(TASK): At the line with "(app, _task) = App::bootstrap(config, Box::new(DetachedHost));", start repeating the data, and continue line by line through the final line, exactly.

(DATA RECORDS):
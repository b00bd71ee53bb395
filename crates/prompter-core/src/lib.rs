//! Playback core for the teleprompter.
//!
//! Everything in here is GUI-agnostic: the state store, the scroll animator,
//! cue navigation, the layout metrics the renderer reports back, and the
//! snapshot replication used to drive the external display process.

pub mod animator;
pub mod cue;
pub mod layout;
pub mod model;
pub mod store;
pub mod sync;

pub use animator::{FrameOutcome, ScrollAnimator};
pub use cue::{CueNavigator, resolve_cue_target};
pub use layout::{ContentLayout, LayoutBlock, LayoutParams, max_scroll};
pub use model::{
    AppSettings, CueAction, CueDirection, CueStyle, PlaybackState, Script, ScriptId,
};
pub use store::{
    AppState, PlaybackPatch, PromptStore, ScriptPatch, SettingsPatch, StateCommand, StatePatch,
    SubscriptionId,
};
mod constants;
mod editor;
mod surface;
mod ui;

use crate::config::AppConfig;
use iced::{Size, Task, window};
use prompter_core::sync::{SnapshotReceiver, SyncPublisher, SyncSchedule, WindowHost};
use prompter_core::{AppState, CueNavigator, LayoutParams, PromptStore, ScrollAnimator};
use std::time::{SystemTime, UNIX_EPOCH};
use tracing::{debug, info};

use super::messages::Message;

pub(crate) use constants::*;
pub(in crate::app) use editor::EditorState;
pub(in crate::app) use surface::{LayoutKey, SurfaceState};
pub(in crate::app) use ui::UiState;

/// Which side of the replication this process is.
#[derive(Debug, Clone, Copy, PartialEq, Eq)]
pub(crate) enum DisplayRole {
    /// Operator window: owns the animator and publishes snapshots.
    Primary,
    /// Borderless mirror that only paints what it receives.
    External,
}

/// Core application state composed of sub-models.
pub struct App {
    pub(super) role: DisplayRole,
    pub(super) config: AppConfig,
    pub(super) store: PromptStore,
    pub(super) animator: ScrollAnimator,
    pub(super) cues: CueNavigator,
    pub(super) publisher: Option<SyncPublisher<Box<dyn WindowHost>>>,
    pub(super) receiver: SnapshotReceiver,
    pub(super) surface: SurfaceState,
    pub(super) editor: EditorState,
    pub(super) ui: UiState,
    pub(super) window_id: Option<window::Id>,
}

pub(in crate::app) fn now_ms() -> u64 {
    SystemTime::now()
        .duration_since(UNIX_EPOCH)
        .map(|elapsed| elapsed.as_millis() as u64)
        .unwrap_or(0)
}

impl App {
    fn new(role: DisplayRole, config: AppConfig, host: Option<Box<dyn WindowHost>>) -> App {
        let state = AppState::new(
            config.initial_settings(),
            config.initial_playback(),
            now_ms(),
        );
        let publisher = host.map(|host| {
            SyncPublisher::new(
                host,
                SyncSchedule::new(config.sync_debounce(), config.sync_heartbeat()),
            )
        });
        let mut app = App {
            role,
            animator: ScrollAnimator::new(config.commit_interval()),
            store: PromptStore::new(state),
            cues: CueNavigator::new(),
            publisher,
            receiver: SnapshotReceiver::new(),
            surface: SurfaceState::new(Size::new(config.window_width, config.window_height)),
            editor: EditorState::default(),
            ui: UiState::default(),
            window_id: None,
            config,
        };
        app.refresh_layout();
        app
    }

    /// Operator window. `host` is where the external display gets created.
    pub(super) fn bootstrap(config: AppConfig, host: Box<dyn WindowHost>) -> (App, Task<Message>) {
        let app = App::new(DisplayRole::Primary, config, Some(host));
        info!(
            scripts = app.store.get().scripts.len(),
            speed = app.store.get().playback.speed,
            "Primary window ready"
        );
        let task = window::get_latest().and_then(|id| Task::done(Message::WindowOpened(id)));
        (app, task)
    }

    pub(super) fn bootstrap_external(config: AppConfig) -> (App, Task<Message>) {
        let app = App::new(DisplayRole::External, config, None);
        info!("External display waiting for snapshots");
        let task = window::get_latest().and_then(|id| Task::done(Message::WindowOpened(id)));
        (app, task)
    }

    pub(super) fn is_primary(&self) -> bool {
        self.role == DisplayRole::Primary
    }

    /// Scroll offset the canvas should paint.
    pub(super) fn paint_position(&self) -> f32 {
        match self.role {
            DisplayRole::Primary => self.animator.position(),
            DisplayRole::External => self
                .store
                .get()
                .playback
                .scroll_position
                .clamp(0.0, self.surface.max_scroll()),
        }
    }

    pub(super) fn progress(&self) -> f32 {
        let max = self.surface.max_scroll();
        if max > 0.0 {
            (self.paint_position() / max).clamp(0.0, 1.0)
        } else {
            0.0
        }
    }

    /// Canvas size implied by the window and the panels around it.
    pub(super) fn estimated_viewport(&self) -> Size {
        let window = Size::new(self.config.window_width, self.config.window_height);
        if !self.is_primary() {
            return window;
        }
        let mut width = window.width;
        if !self.store.get().settings.sidebar_collapsed {
            width -= SIDEBAR_WIDTH;
        }
        if self.ui.show_settings {
            width -= SETTINGS_PANEL_WIDTH;
        }
        Size::new(
            width.max(1.0),
            (window.height - CONTROL_BAR_HEIGHT).max(1.0),
        )
    }

    pub(super) fn text_width(&self) -> f32 {
        let margin = f32::from(self.config.margin_horizontal) * 2.0;
        (self.surface.viewport.width - margin).max(self.surface.viewport.width * 0.25)
    }

    /// Re-measure the active script when content, font or width changed,
    /// and push the new bound into the animator.
    pub(super) fn refresh_layout(&mut self) {
        let estimate = self.estimated_viewport();
        self.surface.set_estimate(estimate);
        let state = self.store.get();
        let font_size = state.settings.font_size;
        let width = self.text_width();
        let key = LayoutKey::new(&state.active_script_id, state.active_content(), font_size, width);
        let mut params = LayoutParams::new(font_size as f32, width);
        params.line_spacing = self.config.line_spacing;

        if self.surface.remeasure(key, state.active_content(), &params) {
            debug!(
                font_size,
                width,
                text_height = self.surface.layout.text_height(),
                markers = self.surface.marker_centers.len(),
                "Measured script layout"
            );
        }
        if self.is_primary() {
            let max = self.surface.max_scroll();
            if max != self.animator.max_scroll() {
                self.animator.set_max_scroll(max, &mut self.store);
            }
        }
    }

    /// Settle derived state after a message: layout, pending cue jumps, and
    /// the animator's view of the store.
    pub(super) fn settle(&mut self) {
        self.refresh_layout();
        if !self.is_primary() {
            return;
        }
        self.cues.process(
            &mut self.store,
            &self.surface.marker_centers,
            self.animator.max_scroll(),
        );
        self.animator.reconcile(&mut self.store);
    }
}

#[cfg(test)]
pub(in crate::app) mod fixtures {
    use super::*;
    use prompter_core::sync::DetachedHost;

    pub(in crate::app) fn build_test_app() -> App {
        let mut config = AppConfig::default();
        config.window_width = 1200.0;
        config.window_height = 800.0;
        let (app, _task) = App::bootstrap(config, Box::new(DetachedHost));
        app
    }

    pub(in crate::app) fn build_external_app() -> App {
        let (app, _task) = App::bootstrap_external(AppConfig::default());
        app
    }
}

#[cfg(test)]
mod tests {
    use super::fixtures::*;

    #[test]
    fn welcome_script_is_measured_on_startup() {
        let app = build_test_app();
        assert_eq!(app.surface.marker_centers.len(), 4);
        assert!(app.animator.max_scroll() > 0.0);
        assert_eq!(app.paint_position(), 0.0);
    }

    #[test]
    fn external_app_has_no_publisher() {
        let app = build_external_app();
        assert!(app.publisher.is_none());
        assert!(!app.is_primary());
    }
}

(EXERCISE ANSWER):
        let (app, _task) = App::bootstrap(config, Box::new(DetachedHost));
        app
    }

    pub(in crate::app) fn build_external_app() -> App {
        let (app, _task) = App::bootstrap_external(AppConfig::default());
        app
    }
}

#[cfg(test)]
mod tests {
    use super::fixtures::*;

    #[test]
    fn welcome_script_is_measured_on_startup() {
        let app = build_test_app();
        assert_eq!(app.surface.marker_centers.len(), 4);
        assert!(app.animator.max_scroll() > 0.0);
        assert_eq!(app.paint_position(), 0.0);
    }

    #[test]
    fn external_app_has_no_publisher() {
        let app = build_external_app();
        assert!(app.publisher.is_none());
        assert!(!app.is_primary());
    }
}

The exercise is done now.